# EXTRACTED ENTRIES:
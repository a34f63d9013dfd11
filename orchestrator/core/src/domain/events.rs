// Copyright (c) 2026 100monkeys.ai
// SPDX-License-Identifier: AGPL-3.0

use chrono::{DateTime, Utc};
use serde::{Deserialize, Serialize};
use synapse_cortex::NodeId;

use crate::domain::decision::DecisionId;
use crate::domain::task::{TaskId, TaskKind, TaskPriority};
use crate::domain::worker::WorkerId;

/// Task lifecycle and decision events published by the orchestrator.
#[derive(Debug, Clone, Serialize, Deserialize)]
#[serde(tag = "type", rename_all = "snake_case")]
pub enum OrchestratorEvent {
    TaskSubmitted {
        task_id: TaskId,
        kind: TaskKind,
        priority: TaskPriority,
        memory_node: NodeId,
        submitted_at: DateTime<Utc>,
    },
    TaskDispatched {
        task_id: TaskId,
        worker_id: WorkerId,
        dispatched_at: DateTime<Utc>,
    },
    TaskCompleted {
        task_id: TaskId,
        worker_id: WorkerId,
        elapsed_ms: i64,
        memory_node: NodeId,
        completed_at: DateTime<Utc>,
    },
    TaskFailed {
        task_id: TaskId,
        worker_id: WorkerId,
        error: String,
        memory_node: NodeId,
        failed_at: DateTime<Utc>,
    },
    TaskCancelled {
        task_id: TaskId,
        cancelled_at: DateTime<Utc>,
    },
    TasksPurged {
        task_ids: Vec<TaskId>,
        purged_at: DateTime<Utc>,
    },
    DecisionMade {
        decision_id: DecisionId,
        selected: String,
        memory_node: NodeId,
        decided_at: DateTime<Utc>,
    },
}

impl OrchestratorEvent {
    /// Task the event concerns, if it concerns exactly one.
    pub fn task_id(&self) -> Option<TaskId> {
        match self {
            OrchestratorEvent::TaskSubmitted { task_id, .. }
            | OrchestratorEvent::TaskDispatched { task_id, .. }
            | OrchestratorEvent::TaskCompleted { task_id, .. }
            | OrchestratorEvent::TaskFailed { task_id, .. }
            | OrchestratorEvent::TaskCancelled { task_id, .. } => Some(*task_id),
            OrchestratorEvent::TasksPurged { .. } | OrchestratorEvent::DecisionMade { .. } => None,
        }
    }
}
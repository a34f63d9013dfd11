// Copyright (c) 2026 100monkeys.ai
// SPDX-License-Identifier: AGPL-3.0
//! Synapse CLI library - exposes testable components
//!
//! # Architecture
//!
//! - **Layer:** Interface / Presentation Layer
//! - **Purpose:** Command handlers and the workload file format

pub mod commands;
pub mod workload;
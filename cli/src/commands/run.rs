// Copyright (c) 2026 100monkeys.ai
// SPDX-License-Identifier: AGPL-3.0

//! Workload execution
//!
//! Builds an in-process engine (memory graph, orchestrator, decision engine),
//! submits a workload, runs the scheduler until nothing can make further
//! progress, then prints a summary.

use anyhow::{bail, Context, Result};
use clap::Args;
use colored::Colorize;
use futures::future::try_join_all;
use std::collections::HashMap;
use std::path::PathBuf;
use std::sync::Arc;
use std::time::Duration;
use tracing::{info, warn};

use synapse_core::{
    builtin_registry, Decision, DecisionEngine, OrchestratorConfig, OrchestratorStatus, Task, TaskId,
    TaskOrchestrator, TaskStatus,
};
use synapse_cortex::{GraphSnapshot, MemoryGraph};

use crate::workload::Workload;

#[derive(Debug, Args)]
pub struct RunArgs {
    /// Workload file (YAML)
    #[arg(short, long, value_name = "FILE")]
    pub workload: PathBuf,

    /// Write a memory graph snapshot to this file when the run ends
    #[arg(long, value_name = "FILE")]
    pub snapshot: Option<PathBuf>,

    /// Cancel unfinished tasks after this many seconds
    #[arg(long, default_value_t = 300)]
    pub timeout_secs: u64,
}

/// Everything a finished run leaves behind.
#[derive(Debug)]
pub struct RunOutcome {
    /// Workload task names with their final state. `None` once purged.
    pub tasks: Vec<(String, Option<Task>)>,
    pub decisions: Vec<Decision>,
    pub status: OrchestratorStatus,
    pub snapshot: GraphSnapshot,
    pub timed_out: bool,
}

pub async fn handle_command(args: RunArgs, config_override: Option<PathBuf>) -> Result<()> {
    let config = OrchestratorConfig::load_or_default(config_override).context("Failed to load configuration")?;
    config.validate().context("Configuration validation failed")?;

    let workload = Workload::from_yaml_file(&args.workload)
        .with_context(|| format!("Failed to load workload {:?}", args.workload))?;

    let outcome = execute(config, &workload, Duration::from_secs(args.timeout_secs)).await?;
    print_summary(&outcome);

    if let Some(path) = &args.snapshot {
        synapse_cortex::infrastructure::write_snapshot(&outcome.snapshot, path)
            .with_context(|| format!("Failed to write snapshot to {:?}", path))?;
        println!(
            "{}",
            format!("✓ Memory snapshot written: {}", path.display()).green()
        );
    }

    if outcome.timed_out {
        bail!("Workload did not finish within {}s", args.timeout_secs);
    }
    Ok(())
}

/// Run a workload against a fresh engine. Decisions are made concurrently
/// with task execution.
pub async fn execute(config: OrchestratorConfig, workload: &Workload, timeout: Duration) -> Result<RunOutcome> {
    let memory = Arc::new(MemoryGraph::new());
    let executors = builtin_registry(Duration::from_millis(config.executor_delay_ms));
    let tick = config.tick_interval();
    let orchestrator = TaskOrchestrator::new(config, memory.clone(), executors);
    let engine = DecisionEngine::new(memory.clone(), Arc::new(workload.scoring()?), orchestrator.event_bus());

    let mut events = orchestrator.event_bus().subscribe();
    let submitted = workload.submit(&orchestrator)?;
    info!(
        tasks = submitted.len(),
        decisions = workload.decisions.len(),
        "Workload submitted"
    );

    let scheduler = orchestrator.clone().run();

    let decisions = try_join_all(
        workload
            .decisions
            .iter()
            .map(|d| engine.decide(&d.context, d.options())),
    )
    .await
    .context("Decision failed")?;

    let timed_out = tokio::time::timeout(timeout, async {
        while !settle(&orchestrator) {
            tokio::select! {
                _ = events.recv() => {}
                _ = tokio::time::sleep(tick) => {}
            }
        }
    })
    .await
    .is_err();

    if timed_out {
        warn!(timeout_ms = timeout.as_millis() as u64, "Workload timed out, cancelling unfinished tasks");
        for task in orchestrator.list_tasks().iter().filter(|t| !t.is_terminal()) {
            if let Err(e) = orchestrator.cancel_task(task.id) {
                warn!(task_id = %task.id, error = %e, "Failed to cancel task");
            }
        }
    }

    orchestrator.shutdown_token().cancel();
    scheduler.await.context("Scheduler loop terminated abnormally")?;
    orchestrator.drain().await;

    Ok(RunOutcome {
        tasks: submitted
            .into_iter()
            .map(|(name, id)| (name, orchestrator.get_task(id)))
            .collect(),
        decisions,
        status: orchestrator.status(),
        snapshot: memory.snapshot(),
        timed_out,
    })
}

/// True once no task can make further progress. Pending tasks stuck behind a
/// failed or cancelled dependency are cancelled along the way.
fn settle(orchestrator: &TaskOrchestrator) -> bool {
    let tasks = orchestrator.list_tasks();
    let statuses: HashMap<TaskId, TaskStatus> = tasks.iter().map(|t| (t.id, t.status)).collect();

    let mut settled = true;
    for task in &tasks {
        match task.status {
            TaskStatus::Running => settled = false,
            TaskStatus::Pending => {
                let blocked = task
                    .dependencies
                    .iter()
                    .any(|d| matches!(statuses.get(d), Some(TaskStatus::Failed | TaskStatus::Cancelled)));
                if !blocked {
                    settled = false;
                } else if let Err(e) = orchestrator.cancel_task(task.id) {
                    warn!(task_id = %task.id, error = %e, "Failed to cancel blocked task");
                    settled = false;
                } else {
                    warn!(task_id = %task.id, "Dependency did not complete, task cancelled");
                }
            }
            _ => {}
        }
    }
    settled
}

fn print_summary(outcome: &RunOutcome) {
    println!();
    println!("{}", "Tasks:".bold());
    for (name, task) in &outcome.tasks {
        match task {
            Some(task) => {
                let status = match task.status {
                    TaskStatus::Completed => "completed".green(),
                    TaskStatus::Failed => "failed".red(),
                    TaskStatus::Cancelled => "cancelled".yellow(),
                    TaskStatus::Running => "running".dimmed(),
                    TaskStatus::Pending => "pending".dimmed(),
                };
                println!(
                    "  {:<20} {:<13} {:<10} {}ms",
                    name.bold(),
                    task.kind.as_str(),
                    status,
                    task.elapsed_ms()
                );
                if let Some(error) = &task.error {
                    println!("    {}", error.red());
                }
            }
            None => println!("  {:<20} {}", name.bold(), "(purged)".dimmed()),
        }
    }

    if !outcome.decisions.is_empty() {
        println!();
        println!("{}", "Decisions:".bold());
        for decision in &outcome.decisions {
            let combined = decision.selected_option().map(|o| o.combined).unwrap_or_default();
            println!("  {} → {} ({:.2})", decision.context, decision.selected.bold(), combined);
        }
    }

    let status = &outcome.status;
    println!();
    println!("{}", "Status:".bold());
    println!(
        "  Tasks: {} completed, {} failed, {} cancelled",
        status.tasks.completed, status.tasks.failed, status.tasks.cancelled
    );
    println!(
        "  Workers: {} total, {} idle, {} busy, {} error, {} offline",
        status.workers.total, status.workers.idle, status.workers.busy, status.workers.error, status.workers.offline
    );
    println!("  Memory: {} nodes, {} edges", status.memory.nodes, status.memory.edges);
}
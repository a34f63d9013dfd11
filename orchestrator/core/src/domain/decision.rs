// Copyright (c) 2026 100monkeys.ai
// SPDX-License-Identifier: AGPL-3.0
//! # Decision Record
//!
//! Immutable outcome of a multi-criteria choice among discrete options.
//!
//! Each option is scored through a [`ScoringStrategy`] on three axes and the
//! option maximising `0.4·confidence + 0.4·impact − 0.2·cost` is selected.

use async_trait::async_trait;
use chrono::{DateTime, Utc};
use serde::{Deserialize, Serialize};
use std::fmt;
use synapse_cortex::{clamp_unit, NodeId};
use thiserror::Error;
use uuid::Uuid;

const CONFIDENCE_WEIGHT: f64 = 0.4;
const IMPACT_WEIGHT: f64 = 0.4;
const COST_WEIGHT: f64 = 0.2;

#[derive(Debug, Clone, Copy, PartialEq, Eq, Hash, Serialize, Deserialize)]
pub struct DecisionId(pub Uuid);

impl DecisionId {
    pub fn new() -> Self {
        Self(Uuid::new_v4())
    }
}

impl Default for DecisionId {
    fn default() -> Self {
        Self::new()
    }
}

impl fmt::Display for DecisionId {
    fn fmt(&self, f: &mut fmt::Formatter<'_>) -> fmt::Result {
        write!(f, "{}", self.0)
    }
}

/// A candidate the caller wants ranked.
#[derive(Debug, Clone, PartialEq, Eq, Serialize, Deserialize)]
pub struct DecisionOption {
    pub id: String,
    #[serde(default)]
    pub description: String,
}

impl DecisionOption {
    pub fn new(id: impl Into<String>, description: impl Into<String>) -> Self {
        Self {
            id: id.into(),
            description: description.into(),
        }
    }
}

/// Per-option scores, each in [0, 1].
#[derive(Debug, Clone, Copy, PartialEq, Serialize, Deserialize)]
pub struct OptionScore {
    pub confidence: f64,
    pub impact: f64,
    pub cost: f64,
}

impl OptionScore {
    pub fn new(confidence: f64, impact: f64, cost: f64) -> Self {
        Self {
            confidence: clamp_unit(confidence),
            impact: clamp_unit(impact),
            cost: clamp_unit(cost),
        }
    }

    pub fn combined(&self) -> f64 {
        CONFIDENCE_WEIGHT * self.confidence + IMPACT_WEIGHT * self.impact
            - COST_WEIGHT * self.cost
    }
}

#[derive(Debug, Clone, PartialEq, Serialize, Deserialize)]
pub struct ScoredOption {
    pub option: DecisionOption,
    pub score: OptionScore,
    pub combined: f64,
}

#[derive(Debug, Clone, PartialEq, Serialize, Deserialize)]
pub struct Decision {
    pub id: DecisionId,
    pub context: String,
    pub options: Vec<ScoredOption>,
    pub selected: String,
    pub reasoning: Vec<String>,
    pub made_at: DateTime<Utc>,
    /// Experience node recording this decision in the memory graph.
    pub memory_node: NodeId,
}

impl Decision {
    pub fn selected_option(&self) -> Option<&ScoredOption> {
        self.options.iter().find(|o| o.option.id == self.selected)
    }
}

#[derive(Debug, Error, Clone, PartialEq)]
pub enum DecisionError {
    #[error("No options supplied for decision context '{0}'")]
    NoOptions(String),

    #[error("Scoring failed for option '{option}': {reason}")]
    Scoring { option: String, reason: String },
}

/// Source of per-option scores. Implementations may consult external
/// models; they must not rely on shared mutable state between calls.
#[async_trait]
pub trait ScoringStrategy: Send + Sync {
    async fn score(&self, context: &str, option: &DecisionOption) -> Result<OptionScore, DecisionError>;
}

#[cfg(test)]
mod tests {
    use super::*;

    #[test]
    fn test_combined_score_weights() {
        let score = OptionScore::new(1.0, 0.5, 0.5);
        assert!((score.combined() - 0.5).abs() < 1e-9);
    }

    #[test]
    fn test_scores_are_clamped() {
        let score = OptionScore::new(1.7, -0.2, f64::NAN);
        assert_eq!(score.confidence, 1.0);
        assert_eq!(score.impact, 0.0);
        assert_eq!(score.cost, 0.0);
    }
}
impl ProtocolChannel {
    /// Creates a channel.
    ///
    /// The keepalive loop polls at a tenth of the send interval.
    #[must_use]
    pub fn new(
        name: impl Into<String>,
        transport: Box<dyn Transport>,
        reconnect: Weak<dyn Reconnect>,
        config: &ClientConfig,
    ) -> Self {
        Self {
            name: name.into(),
            wire: AsyncMutex::new(transport),
            reconnect,
            keepalive: Mutex::new(Keepalive::default()),
            ping_interval: config.ping_interval(),
            poll_interval: (config.send_interval() / 10).max(Duration::from_millis(1)),
        }
    }

    /// Handler name.
    #[inline]
    #[must_use]
    pub fn name(&self) -> &str {
        &self.name
    }

    /// Keepalive period.
    #[inline]
    #[must_use]
    pub fn ping_interval(&self) -> Duration {
        self.ping_interval
    }

    /// Keepalive wake-up period.
    #[inline]
    #[must_use]
    pub fn poll_interval(&self) -> Duration {
        self.poll_interval
    }

    /// Waits for the ping lock.
    pub async fn lock(&self) -> Link<'_> {
        Link {
            transport: self.wire.lock().await,
            channel: self,
        }
    }

    /// Takes the ping lock if it is free.
    #[must_use]
    pub fn try_lock(&self) -> Option<Link<'_>> {
        self.wire.try_lock().ok().map(|transport| Link {
            transport,
            channel: self,
        })
    }

    // ========================================================================
    // Keepalive
    // ========================================================================

    /// Starts (or restarts) the ping loop.
    ///
    /// With a token the pings are stream-scoped and expect no response.
    pub fn start_ping(self: &Arc<Self>, token: Option<String>) {
        debug!(handler = %self.name, stream = token.is_some(), "Starting keepalive");
        self.keepalive.lock().restart(Arc::downgrade(self), token);
    }

    /// Stops the ping loop. Idempotent.
    ///
    /// Waits up to [`JOIN_TIMEOUT`] for the loop to finish, except when
    /// called from inside the loop itself.
    pub async fn stop_ping(&self, from_within: bool) {
        let handle = self.keepalive.lock().signal_stop();
        let Some(handle) = handle else {
            debug!(handler = %self.name, "Keepalive already stopped");
            return;
        };

        if from_within {
            return;
        }

        if timeout(JOIN_TIMEOUT, handle).await.is_err() {
            warn!(handler = %self.name, "Keepalive did not stop in time");
        }
    }

    /// Returns `true` while the ping loop runs.
    #[must_use]
    pub fn is_pinging(&self) -> bool {
        self.keepalive.lock().is_running()
    }

    /// Token of the running ping loop.
    #[must_use]
    pub fn ping_token(&self) -> Option<String> {
        self.keepalive.lock().token().map(str::to_string)
    }
}

impl std::fmt::Debug for ProtocolChannel {
    fn fmt(&self, f: &mut std::fmt::Formatter<'_>) -> std::fmt::Result {
        f.debug_struct("ProtocolChannel")
            .field("name", &self.name)
            .field("ping_interval", &self.ping_interval)
            .finish_non_exhaustive()
    }
}

// ============================================================================
// Link
// ============================================================================

/// Held ping lock of a channel.
///
/// Dropping the link releases the lock.
pub struct Link<'a> {
    transport: MutexGuard<'a, Box<dyn Transport>>,
    channel: &'a ProtocolChannel,
}

impl Link<'_> {
    /// The locked transport.
    #[inline]
    pub fn transport(&mut self) -> &mut dyn Transport {
        self.transport.as_mut()
    }

    /// Zero-timeout readiness check of the locked transport.
    #[inline]
    pub fn check_ready(&mut self, mode: Readiness) -> bool {
        self.transport.check_ready(mode)
    }

    /// Name of the owning handler.
    #[inline]
    #[must_use]
    pub fn handler_name(&self) -> &str {
        &self.channel.name
    }

    /// Encodes and sends one request.
    ///
    /// # Errors
    ///
    /// Returns the transport's error, or [`Error::Json`] if encoding fails.
    pub async fn send_request(&mut self, request: &Request) -> Result<()> {
        let text = request.encode()?;
        debug!(
            handler = %self.channel.name,
            command = %readable_command(&request.command),
            "Sending request"
        );
        self.transport.send(&text).await
    }

    /// Receives and decodes one response.
    ///
    /// # Errors
    ///
    /// Returns the transport's error, or [`Error::MalformedResponse`].
    pub async fn receive_response(&mut self) -> Result<Response> {
        let text = self.transport.receive().await?;
        let response = Response::decode(&text)?;
        debug!(handler = %self.channel.name, status = ?response.status, "Received response");
        Ok(response)
    }

    /// Sends a request, reconnecting and resending once if allowed.
    ///
    /// # Errors
    ///
    /// Returns the error of the last attempt.
    pub async fn request(&mut self, retry: bool, request: &Request) -> Result<()> {
        match self.send_request(request).await {
            Err(e) if retry && e.is_transport_error() => {
                warn!(
                    handler = %self.channel.name,
                    command = %request.command,
                    error = %e,
                    "Request failed, reconnecting"
                );
                self.recover().await;
                self.send_request(request).await
            }
            result => result,
        }
    }

    /// Receives a response, reconnecting and receiving once more if allowed,
    /// then checks its status.
    ///
    /// # Errors
    ///
    /// - Transport errors of the last attempt
    /// - [`Error::Server`] on `status: false`
    /// - [`Error::MissingField`] if `expect_status` is set and `status` is absent
    pub async fn receive_validated(&mut self, retry: bool, expect_status: bool) -> Result<Response> {
        let response = match self.receive_response().await {
            Err(e) if retry && e.is_transport_error() => {
                warn!(handler = %self.channel.name, error = %e, "Receive failed, reconnecting");
                self.recover().await;
                self.receive_response().await?
            }
            result => result?,
        };

        response.validate(expect_status)
    }

    /// Receives every pushed packet of one stream read.
    ///
    /// # Errors
    ///
    /// Returns the transport's error of the last attempt, or
    /// [`Error::MalformedResponse`].
    pub async fn receive_packets(&mut self, retry: bool) -> Result<Vec<Response>> {
        match self.receive_all().await {
            Err(e) if retry && e.is_transport_error() => {
                warn!(handler = %self.channel.name, error = %e, "Stream read failed, reconnecting");
                self.recover().await;
                self.receive_all().await
            }
            result => result,
        }
    }

    /// Sends a keepalive ping.
    ///
    /// A stream-scoped ping carries the token and gets no response; a data
    /// ping is answered and validated.
    ///
    /// # Errors
    ///
    /// Returns the error of the request or of the response.
    pub async fn ping(&mut self, token: Option<&str>) -> Result<()> {
        let mut request = Request::new("ping");
        if let Some(token) = token {
            request = request.with_stream_session(token);
        }

        self.request(true, &request).await?;
        if token.is_none() {
            self.receive_validated(true, true).await?;
        }
        Ok(())
    }

    async fn receive_all(&mut self) -> Result<Vec<Response>> {
        let text = self.transport.receive().await?;
        Response::decode_all(&text)
    }

    /// Runs the injected strategy once. Failures are logged only, the caller
    /// retries regardless.
    pub(crate) async fn recover(&mut self) {
        let Some(strategy) = self.channel.reconnect.upgrade() else {
            warn!(handler = %self.channel.name, error = %Error::ReconnectUnavailable, "Cannot reconnect");
            return;
        };

        if let Err(e) = strategy.reconnect(self).await {
            warn!(handler = %self.channel.name, error = %e, "Reconnect failed");
        }
    }
}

# EXERCISE:
Within the listing above, filter for lines holding the string "DecisionOption" and copy each one.

# EXPECTED OUTPUT:
pub struct DecisionOption {
impl DecisionOption {
    pub option: DecisionOption,
    async fn score(&self, context: &str, option: &DecisionOption) -> Result<OptionScore, DecisionError>;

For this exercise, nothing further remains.